Work to be completed: Copy out each line of the data that includes the string "item".

Supplied records:
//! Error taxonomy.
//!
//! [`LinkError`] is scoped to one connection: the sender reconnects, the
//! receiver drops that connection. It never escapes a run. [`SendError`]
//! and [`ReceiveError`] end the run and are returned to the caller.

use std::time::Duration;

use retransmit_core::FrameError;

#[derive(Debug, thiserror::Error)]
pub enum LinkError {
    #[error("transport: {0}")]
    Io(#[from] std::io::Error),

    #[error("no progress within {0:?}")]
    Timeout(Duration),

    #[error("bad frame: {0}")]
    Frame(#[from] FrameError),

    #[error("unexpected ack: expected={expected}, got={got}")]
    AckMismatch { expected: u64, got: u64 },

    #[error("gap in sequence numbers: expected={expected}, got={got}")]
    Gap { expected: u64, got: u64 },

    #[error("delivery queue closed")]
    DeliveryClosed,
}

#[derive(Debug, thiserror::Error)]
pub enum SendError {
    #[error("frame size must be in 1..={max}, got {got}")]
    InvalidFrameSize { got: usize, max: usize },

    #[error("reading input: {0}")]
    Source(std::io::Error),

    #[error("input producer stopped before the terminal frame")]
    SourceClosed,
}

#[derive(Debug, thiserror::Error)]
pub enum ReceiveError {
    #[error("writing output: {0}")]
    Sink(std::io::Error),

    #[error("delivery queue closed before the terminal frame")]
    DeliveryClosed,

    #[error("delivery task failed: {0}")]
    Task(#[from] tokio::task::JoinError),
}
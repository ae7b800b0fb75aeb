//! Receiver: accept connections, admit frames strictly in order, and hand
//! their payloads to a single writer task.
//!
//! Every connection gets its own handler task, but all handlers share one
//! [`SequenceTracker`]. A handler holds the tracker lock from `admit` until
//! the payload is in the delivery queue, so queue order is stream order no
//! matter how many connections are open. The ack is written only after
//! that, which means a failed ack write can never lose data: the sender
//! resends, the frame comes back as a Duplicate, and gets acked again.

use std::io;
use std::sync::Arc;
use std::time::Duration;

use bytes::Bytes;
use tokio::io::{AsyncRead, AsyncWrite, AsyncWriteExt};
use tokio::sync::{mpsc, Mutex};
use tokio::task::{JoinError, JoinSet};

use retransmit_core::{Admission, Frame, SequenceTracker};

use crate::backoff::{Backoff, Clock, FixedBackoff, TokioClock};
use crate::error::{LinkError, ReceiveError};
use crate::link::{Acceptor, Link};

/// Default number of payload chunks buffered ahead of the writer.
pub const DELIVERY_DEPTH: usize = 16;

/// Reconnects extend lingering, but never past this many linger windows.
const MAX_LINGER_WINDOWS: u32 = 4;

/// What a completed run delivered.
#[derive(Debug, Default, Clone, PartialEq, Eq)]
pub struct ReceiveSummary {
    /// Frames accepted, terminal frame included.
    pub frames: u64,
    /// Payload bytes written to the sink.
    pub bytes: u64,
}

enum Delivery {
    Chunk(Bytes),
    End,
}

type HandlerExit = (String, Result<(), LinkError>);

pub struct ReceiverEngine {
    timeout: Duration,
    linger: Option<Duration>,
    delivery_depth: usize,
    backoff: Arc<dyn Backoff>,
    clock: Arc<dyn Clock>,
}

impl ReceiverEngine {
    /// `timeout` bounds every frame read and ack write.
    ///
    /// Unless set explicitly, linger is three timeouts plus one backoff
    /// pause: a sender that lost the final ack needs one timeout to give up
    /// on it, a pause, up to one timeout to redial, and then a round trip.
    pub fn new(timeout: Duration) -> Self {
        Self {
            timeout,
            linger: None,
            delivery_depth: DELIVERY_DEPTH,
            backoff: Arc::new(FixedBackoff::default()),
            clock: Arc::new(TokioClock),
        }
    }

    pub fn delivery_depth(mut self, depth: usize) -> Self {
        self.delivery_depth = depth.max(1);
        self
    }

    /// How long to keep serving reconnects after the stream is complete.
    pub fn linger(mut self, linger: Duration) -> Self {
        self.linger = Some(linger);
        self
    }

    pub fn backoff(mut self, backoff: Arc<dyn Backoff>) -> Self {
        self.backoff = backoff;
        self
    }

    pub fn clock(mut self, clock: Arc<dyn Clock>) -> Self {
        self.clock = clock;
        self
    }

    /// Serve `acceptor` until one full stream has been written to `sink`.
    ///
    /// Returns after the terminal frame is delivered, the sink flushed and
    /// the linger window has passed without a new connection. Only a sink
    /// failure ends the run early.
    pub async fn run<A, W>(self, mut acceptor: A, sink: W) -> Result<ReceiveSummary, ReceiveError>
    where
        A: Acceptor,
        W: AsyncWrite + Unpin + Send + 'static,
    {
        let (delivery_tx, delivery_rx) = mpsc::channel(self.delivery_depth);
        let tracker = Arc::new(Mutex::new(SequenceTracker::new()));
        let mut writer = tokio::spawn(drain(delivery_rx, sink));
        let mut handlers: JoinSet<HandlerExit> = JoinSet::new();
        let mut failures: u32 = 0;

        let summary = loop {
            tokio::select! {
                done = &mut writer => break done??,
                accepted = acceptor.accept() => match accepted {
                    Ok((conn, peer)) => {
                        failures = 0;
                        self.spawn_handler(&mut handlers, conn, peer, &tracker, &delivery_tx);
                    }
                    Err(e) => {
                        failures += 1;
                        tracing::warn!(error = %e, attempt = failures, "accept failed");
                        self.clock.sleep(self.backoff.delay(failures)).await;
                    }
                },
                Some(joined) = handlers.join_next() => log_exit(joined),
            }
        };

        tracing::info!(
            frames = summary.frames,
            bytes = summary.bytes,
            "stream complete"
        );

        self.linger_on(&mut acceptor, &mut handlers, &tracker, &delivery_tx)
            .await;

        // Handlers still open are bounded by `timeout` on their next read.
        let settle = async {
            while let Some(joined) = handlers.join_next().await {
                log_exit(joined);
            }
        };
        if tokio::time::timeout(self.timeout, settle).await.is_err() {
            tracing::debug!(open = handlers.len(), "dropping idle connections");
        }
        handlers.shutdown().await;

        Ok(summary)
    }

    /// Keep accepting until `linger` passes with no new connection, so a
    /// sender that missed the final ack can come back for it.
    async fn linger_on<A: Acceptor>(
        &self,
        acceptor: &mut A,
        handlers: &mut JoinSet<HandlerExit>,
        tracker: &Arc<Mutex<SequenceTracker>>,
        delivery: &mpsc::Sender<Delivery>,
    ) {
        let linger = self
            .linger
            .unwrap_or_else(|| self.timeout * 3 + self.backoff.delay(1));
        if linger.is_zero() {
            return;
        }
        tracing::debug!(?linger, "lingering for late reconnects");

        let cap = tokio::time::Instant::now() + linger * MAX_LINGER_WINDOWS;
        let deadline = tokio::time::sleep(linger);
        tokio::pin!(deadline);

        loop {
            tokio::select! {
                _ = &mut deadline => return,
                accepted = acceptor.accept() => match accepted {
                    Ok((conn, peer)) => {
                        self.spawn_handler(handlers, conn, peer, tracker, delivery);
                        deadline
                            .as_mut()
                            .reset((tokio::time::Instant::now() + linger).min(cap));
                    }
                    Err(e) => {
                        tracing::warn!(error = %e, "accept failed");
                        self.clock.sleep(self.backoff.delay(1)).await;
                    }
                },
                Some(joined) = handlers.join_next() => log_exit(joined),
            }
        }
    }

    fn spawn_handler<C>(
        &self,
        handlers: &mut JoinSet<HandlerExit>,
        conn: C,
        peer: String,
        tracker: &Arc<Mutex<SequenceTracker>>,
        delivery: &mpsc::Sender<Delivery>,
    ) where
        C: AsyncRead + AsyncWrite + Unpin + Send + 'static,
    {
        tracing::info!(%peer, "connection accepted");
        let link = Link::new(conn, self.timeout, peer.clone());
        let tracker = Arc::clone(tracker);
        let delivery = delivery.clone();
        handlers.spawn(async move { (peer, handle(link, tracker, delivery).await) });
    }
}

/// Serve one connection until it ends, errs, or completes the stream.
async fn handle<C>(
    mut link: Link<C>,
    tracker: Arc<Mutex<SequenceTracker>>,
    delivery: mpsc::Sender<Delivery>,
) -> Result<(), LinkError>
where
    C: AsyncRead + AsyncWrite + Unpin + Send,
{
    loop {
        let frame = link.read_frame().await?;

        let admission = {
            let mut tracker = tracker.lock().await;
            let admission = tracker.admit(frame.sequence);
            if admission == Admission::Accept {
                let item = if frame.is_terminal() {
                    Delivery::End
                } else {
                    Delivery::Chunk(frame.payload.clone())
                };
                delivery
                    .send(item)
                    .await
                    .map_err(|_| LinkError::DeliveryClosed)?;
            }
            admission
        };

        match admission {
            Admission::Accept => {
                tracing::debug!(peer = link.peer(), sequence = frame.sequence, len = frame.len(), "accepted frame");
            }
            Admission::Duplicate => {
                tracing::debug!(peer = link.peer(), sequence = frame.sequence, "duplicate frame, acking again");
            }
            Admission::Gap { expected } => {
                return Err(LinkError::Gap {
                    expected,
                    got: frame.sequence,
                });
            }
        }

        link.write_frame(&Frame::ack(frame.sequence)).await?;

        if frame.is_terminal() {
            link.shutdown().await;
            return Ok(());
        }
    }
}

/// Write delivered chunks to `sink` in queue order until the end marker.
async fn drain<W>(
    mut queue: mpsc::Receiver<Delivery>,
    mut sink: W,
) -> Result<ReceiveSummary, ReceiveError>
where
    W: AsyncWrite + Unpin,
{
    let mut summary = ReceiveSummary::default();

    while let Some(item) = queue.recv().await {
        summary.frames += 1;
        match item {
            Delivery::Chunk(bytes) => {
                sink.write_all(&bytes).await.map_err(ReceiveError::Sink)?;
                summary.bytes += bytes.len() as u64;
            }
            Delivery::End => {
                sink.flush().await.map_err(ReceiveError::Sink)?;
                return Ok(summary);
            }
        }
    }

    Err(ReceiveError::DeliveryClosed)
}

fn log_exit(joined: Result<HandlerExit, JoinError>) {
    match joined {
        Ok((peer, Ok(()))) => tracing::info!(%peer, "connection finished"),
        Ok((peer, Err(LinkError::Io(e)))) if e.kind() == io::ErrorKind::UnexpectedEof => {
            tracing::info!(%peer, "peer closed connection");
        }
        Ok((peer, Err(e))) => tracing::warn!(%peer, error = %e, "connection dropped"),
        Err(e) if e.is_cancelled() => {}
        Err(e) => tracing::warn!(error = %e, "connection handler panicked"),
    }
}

Answer section:
                let item = if frame.is_terminal() {
                    .send(item)
    while let Some(item) = queue.recv().await {
        match item {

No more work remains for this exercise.